Despite the efforts of pedagogy and didactic courses to change PE towards a meaningful participation and learning, pre-service teachers (PSTs) remain unprepared to solve problems of marginalization, exclusion and underachievement (Fisette, 2013; Graça, 2015; Kirk, 2020). University and schools need to mind the communicational gap (Nóvoa, 2012; Zeichner, Payne, & Brayko, 2014), working together to change PSTs’ perspectives and practices from the highly dominant teacher-centred, multi-activity, sports skills approaches, restrained by their own apprenticeship of observation and their need to control students’ behaviour, towards a student-centred PE curriculum, pedagogy and assessment, attending to student diversity and inclusion barriers (Amaral-da-Cunha et al., 2019; Amaral da Cunha et al., 2018; Batista, 2020; Batista & Moura, 2019; MacPhail & Lawson, 2020; Teixeira, Batista, & Graça, 2016).

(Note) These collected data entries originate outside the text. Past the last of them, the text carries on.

#[cfg(test)]
mod tests {
    use super::*;
    use crate::cocktail::{self, Drink};
    use crate::host::LocalWorld;
    use crate::ingredient::{Ingredient, IngredientTable};
    use crate::mixer_recipes::{DrinkMixerRegistry, MixerRecipe};
    use drinkmix_core::RegistryKey;

    fn key(s: &str) -> RegistryKey {
        RegistryKey::parse(s).unwrap()
    }

    fn stack(item: &str) -> ItemStack {
        ItemStack::new(key(item), 1)
    }

    fn registry() -> DrinkMixerRegistry {
        let ingredients = ["pineapple", "coconut", "sugar", "water_bottle"]
            .iter()
            .enumerate()
            .map(|(i, name)| Ingredient {
                id: i as IngredientId + 1,
                key: key(&format!("tropic:ingredient/{name}")),
                stack: stack(&format!("tropic:{name}")),
                primary: false,
                color: 0xffee00,
            })
            .collect();
        let table = IngredientTable::new(key("tropic:cocktail"), ingredients)
            .unwrap()
            .with_container(key("tropic:water_bottle"), stack("mc:glass_bottle"));
        DrinkMixerRegistry::new(
            table,
            vec![
                MixerRecipe {
                    drink: Drink {
                        id: 1,
                        key: key("tropic:drink/pina_colada"),
                        color: 0xefefef,
                    },
                    ingredients: vec![1, 2, 4],
                },
                MixerRecipe {
                    drink: Drink {
                        id: 2,
                        key: key("tropic:drink/sugar_water"),
                        color: 0xddeeff,
                    },
                    ingredients: vec![3, 4],
                },
            ],
        )
        .unwrap()
    }

    macro_rules! env {
        ($registry:expr, $world:expr) => {
            MixerEnv {
                ingredients: $registry.ingredients(),
                recipes: &$registry,
                host: &mut $world,
            }
        };
    }

    #[test]
    fn test_insert_fills_slots_in_order() {
        let registry = registry();
        let mut world = LocalWorld::new();
        let mut env = env!(registry, world);
        let mut mixer = MixerState::new(BlockPos::new(0, 64, 0));

        assert_eq!(mixer.try_insert(&stack("tropic:pineapple"), &mut env), Ok(0));
        assert_eq!(mixer.try_insert(&stack("tropic:coconut"), &mut env), Ok(1));
        assert_eq!(mixer.try_insert(&stack("tropic:water_bottle"), &mut env), Ok(2));
        assert_eq!(
            mixer.try_insert(&stack("tropic:sugar"), &mut env),
            Err(InsertError::Full)
        );
        assert_eq!(mixer.ingredient_count(), 3);
        assert_eq!(world.pending_updates(), 3);
    }

    #[test]
    fn test_insert_rejections() {
        let registry = registry();
        let mut world = LocalWorld::new();
        let mut env = env!(registry, world);
        let mut mixer = MixerState::new(BlockPos::default());

        assert_eq!(
            mixer.try_insert(&stack("mc:dirt"), &mut env),
            Err(InsertError::Unrecognized)
        );
        assert!(mixer.insert(&stack("tropic:pineapple"), &mut env));
        assert_eq!(
            mixer.try_insert(&stack("tropic:pineapple"), &mut env),
            Err(InsertError::Duplicate { id: 1 })
        );
        assert_eq!(
            mixer.try_insert(&stack("mc:dirt"), &mut env),
            Err(InsertError::Unrecognized)
        );
        assert_eq!(
            mixer.try_insert(&stack("tropic:cocktail"), &mut env),
            Err(InsertError::CocktailNotAlone)
        );
        assert_eq!(mixer.ingredient_count(), 1);
        assert_eq!(world.pending_updates(), 1);
    }

    #[test]
    fn test_cocktail_goes_in_alone() {
        let registry = registry();
        let mut world = LocalWorld::new();
        let mut env = env!(registry, world);
        let mut mixer = MixerState::new(BlockPos::default());

        let cocktail = stack("tropic:cocktail")
            .with_tag(cocktail::TAG_INGREDIENTS, drinkmix_core::TagValue::IntList(vec![3]));
        assert_eq!(mixer.try_insert(&cocktail, &mut env), Ok(0));
        assert_eq!(
            mixer.try_insert(&stack("tropic:coconut"), &mut env),
            Err(InsertError::CocktailNotAlone)
        );
    }

    #[test]
    fn test_full_mix_cycle() {
        let registry = registry();
        let mut world = LocalWorld::new();
        let pos = BlockPos::new(4, 65, 4);
        let mut mixer = MixerState::new(pos);
        {
            let mut env = env!(registry, world);
            for item in ["tropic:pineapple", "tropic:coconut", "tropic:water_bottle"] {
                assert!(mixer.insert(&stack(item), &mut env));
            }
            assert!(mixer.can_mix(&env));
            assert!(mixer.start_mixing(&mut env));
            assert!(!mixer.can_mix(&env));

            for _ in 0..MIX_DURATION - 1 {
                assert!(!mixer.tick(&mut env));
            }
            assert!(mixer.result().is_none());
            assert!(mixer.tick(&mut env));
            assert!(mixer.is_done_mixing());
            assert!(!mixer.is_mixing());
            assert_eq!(mixer.ticks(), MIX_DURATION);
            assert_eq!(mixer.progress(), 1.0);

            // Further ticks are no-ops
            assert!(!mixer.tick(&mut env));
            assert!(!mixer.can_mix(&env));
            assert!(mixer.retrieve_result(&mut env));
        }

        assert_eq!(mixer, MixerState::new(pos));
        let drops: Vec<_> = world.items.items().map(|i| i.stack.item.to_string()).collect();
        assert_eq!(drops, vec!["tropic:cocktail", "mc:glass_bottle"]);
    }

    #[test]
    fn test_guarded_preconditions() {
        let registry = registry();
        let mut world = LocalWorld::new();
        let mut env = env!(registry, world);
        let mut mixer = MixerState::new(BlockPos::default());
        mixer.insert(&stack("tropic:pineapple"), &mut env);
        let before = mixer.clone();

        assert!(!mixer.start_mixing(&mut env));
        assert!(!mixer.retrieve_result(&mut env));
        assert!(!mixer.tick(&mut env));
        assert_eq!(mixer, before);
    }

    #[test]
    fn test_done_mixer_cannot_restart() {
        let registry = registry();
        let mut world = LocalWorld::new();
        let mut env = env!(registry, world);
        let mut mixer = MixerState::new(BlockPos::default());
        for item in ["tropic:pineapple", "tropic:coconut", "tropic:water_bottle"] {
            mixer.insert(&stack(item), &mut env);
        }
        mixer.start_mixing(&mut env);
        for _ in 0..MIX_DURATION {
            mixer.tick(&mut env);
        }
        assert!(mixer.is_done_mixing());
        let done = mixer.clone();

        assert!(!mixer.can_mix(&env));
        assert!(!mixer.start_mixing(&mut env));
        assert_eq!(mixer, done);
    }

    #[test]
    fn test_insert_refused_while_busy() {
        let registry = registry();
        let mut world = LocalWorld::new();
        let pos = BlockPos::default();
        let mut mixer = MixerState::new(pos);
        {
            let mut env = env!(registry, world);
            mixer.insert(&stack("tropic:sugar"), &mut env);
            mixer.insert(&stack("tropic:water_bottle"), &mut env);
            assert!(mixer.start_mixing(&mut env));
            mixer.tick(&mut env);

            // Mid-mix
            assert_eq!(
                mixer.try_insert(&stack("tropic:pineapple"), &mut env),
                Err(InsertError::Busy)
            );
            for _ in 1..MIX_DURATION {
                mixer.tick(&mut env);
            }
            assert!(mixer.is_done_mixing());

            // Done
            assert_eq!(
                mixer.try_insert(&stack("tropic:pineapple"), &mut env),
                Err(InsertError::Busy)
            );
            assert_eq!(mixer.ingredient_count(), 2);
            assert!(mixer.retrieve_result(&mut env));
        }

        let drops: Vec<_> = world.items.items().map(|i| i.stack.item.to_string()).collect();
        assert_eq!(drops, vec!["tropic:cocktail", "mc:glass_bottle"]);
        assert_eq!(mixer, MixerState::new(pos));
    }

    #[test]
    fn test_empty_mixer_mid_mix() {
        let registry = registry();
        let mut world = LocalWorld::new();
        let mut mixer = MixerState::new(BlockPos::default());
        {
            let mut env = env!(registry, world);
            for item in ["tropic:pineapple", "tropic:coconut", "tropic:water_bottle"] {
                mixer.insert(&stack(item), &mut env);
            }
            mixer.start_mixing(&mut env);
            for _ in 0..10 {
                mixer.tick(&mut env);
            }
            mixer.empty_mixer(&mut env);
        }

        assert_eq!(mixer.ingredient_count(), 0);
        assert!(!mixer.is_mixing());
        assert_eq!(mixer.ticks(), MIX_DURATION);
        // Ingredients come back, no containers
        assert_eq!(world.items.count(), 3);
    }

    #[test]
    fn test_load_record_clamps_ticks() {
        let mut mixer = MixerState::new(BlockPos::default());
        mixer.load_record(&MixerRecord {
            ticks: 500,
            ..MixerRecord::default()
        });
        assert_eq!(mixer.ticks(), MIX_DURATION);
        mixer.load_record(&MixerRecord {
            ticks: -3,
            ..MixerRecord::default()
        });
        assert_eq!(mixer.ticks(), 0);
    }

    #[test]
    fn test_data_packet_overwrites_state() {
        let registry = registry();
        let mut world = LocalWorld::new();
        let pos = BlockPos::new(9, 9, 9);
        let mut server = MixerState::new(pos);
        let mut client = MixerState::new(pos);
        {
            let mut env = env!(registry, world);
            server.insert(&stack("tropic:sugar"), &mut env);
        }

        let update = world.drain_updates().pop().unwrap();
        client.on_data_packet(&update).unwrap();
        assert_eq!(client, server);
    }
}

This participatory action research study framed upon the scaffold of community of practice (CoP) – composed of university PE teacher educators and school PE cooperating teachers – aims to explore how PE pre-service teachers (PST) learn and gain understanding on how inclusive approaches can be orchestrated to answer the diversity of students’ potential, expectations, and needs. The research questions that will guide the research are:  1) what challenges and difficulties do PSTs face to address students’ diversity? 2) how do PSTs design, develop, and reflect on their practices to create an inclusive learning environment? 3) what is the evidence of the students’ outcomes in access, participation and achievement in PE. This 18th month project – a partnership of Faculty of Sports (FADEUP) with four cooperating schools – will include four main phases: 1) building the foundations of a teacher education CoP for inclusive practices; 2) diagnosing students’ diversity and preparing PSTs to inquire about their practice for inclusion; 3) development of inclusive practices; 4) post-intervention analysis and reflection on the overall experience. The study will include PSTs and their teacher educators, cooperating teachers, and students of the school placement classes.

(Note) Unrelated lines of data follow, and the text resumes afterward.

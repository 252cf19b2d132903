//! Item stacks and their metadata tags.

use crate::registry::RegistryKey;
use serde::{Deserialize, Serialize};
use std::collections::BTreeMap;

/// A single metadata value stored on an item stack.
#[derive(Debug, Clone, PartialEq, Eq, Serialize, Deserialize)]
pub enum TagValue {
    /// Signed integer.
    Int(i32),
    /// UTF-8 string.
    Str(String),
    /// Ordered integer list.
    IntList(Vec<i32>),
}

/// Ordered, string-keyed metadata attached to an item stack.
///
/// `BTreeMap` keeps serialization order stable across runs.
pub type ItemTag = BTreeMap<String, TagValue>;

/// An item stack (item identity, quantity and metadata).
#[derive(Debug, Clone, PartialEq, Eq, Serialize, Deserialize)]
pub struct ItemStack {
    /// Item key, e.g. `tropic:pineapple`.
    #[serde(rename = "id")]
    pub item: RegistryKey,
    /// Quantity in stack.
    #[serde(rename = "Count")]
    pub count: u32,
    /// Damage/variant value.
    #[serde(rename = "Damage", default)]
    pub damage: u16,
    /// Extra metadata; omitted when empty.
    #[serde(default, skip_serializing_if = "BTreeMap::is_empty")]
    pub tag: ItemTag,
}

impl ItemStack {
    /// Create a plain stack with no damage value or tag.
    pub fn new(item: RegistryKey, count: u32) -> Self {
        Self {
            item,
            count,
            damage: 0,
            tag: ItemTag::new(),
        }
    }

    /// Builder-style damage setter.
    pub fn with_damage(mut self, damage: u16) -> Self {
        self.damage = damage;
        self
    }

    /// Builder-style tag entry setter.
    pub fn with_tag(mut self, key: impl Into<String>, value: TagValue) -> Self {
        self.tag.insert(key.into(), value);
        self
    }

    /// Whether `other` is the same item: key, damage and tag all equal.
    ///
    /// Quantity is ignored.
    pub fn is_same_item(&self, other: &ItemStack) -> bool {
        self.item == other.item && self.damage == other.damage && self.tag == other.tag
    }

    /// A copy of this stack with a different count.
    pub fn with_count(&self, count: u32) -> Self {
        Self {
            count,
            ..self.clone()
        }
    }

    /// Integer tag value, if present and of the right type.
    pub fn tag_int(&self, key: &str) -> Option<i32> {
        match self.tag.get(key) {
            Some(TagValue::Int(v)) => Some(*v),
            _ => None,
        }
    }

    /// Integer list tag value, if present and of the right type.
    pub fn tag_int_list(&self, key: &str) -> Option<&[i32]> {
        match self.tag.get(key) {
            Some(TagValue::IntList(v)) => Some(v.as_slice()),
            _ => None,
        }
    }
}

Kemmis et al.’s (2014) practice architectures framework will be used to focus the analysis upon the inclusive experiences and interpretations coming into being at each school. Three interconnected analytical levels will be considered, the subjective (students’ and PSTs’ personal experiences), the intersubjective (PSTs–CoP dynamic interaction) and the practice architecture levels (inclusive teaching practice fulfilment). Trustworthiness of the qualitative analysis of data will be sought by ratifying emergent themes related to the three levels of the practice architecture through triangulation of data sources and methods, active search for negative evidence, by debriefing researchers’ interpretations, and member checking. Additionally, quantitative methods might be used according to studies developed by PST. With this exploratory study, we expect to learn about the critical barriers and possible pathways to improve QPE, inclusive teaching, and teacher education. Evidence and lessons extracted from the research will try to advance the endeavour of inclusive education within academic and professional communities.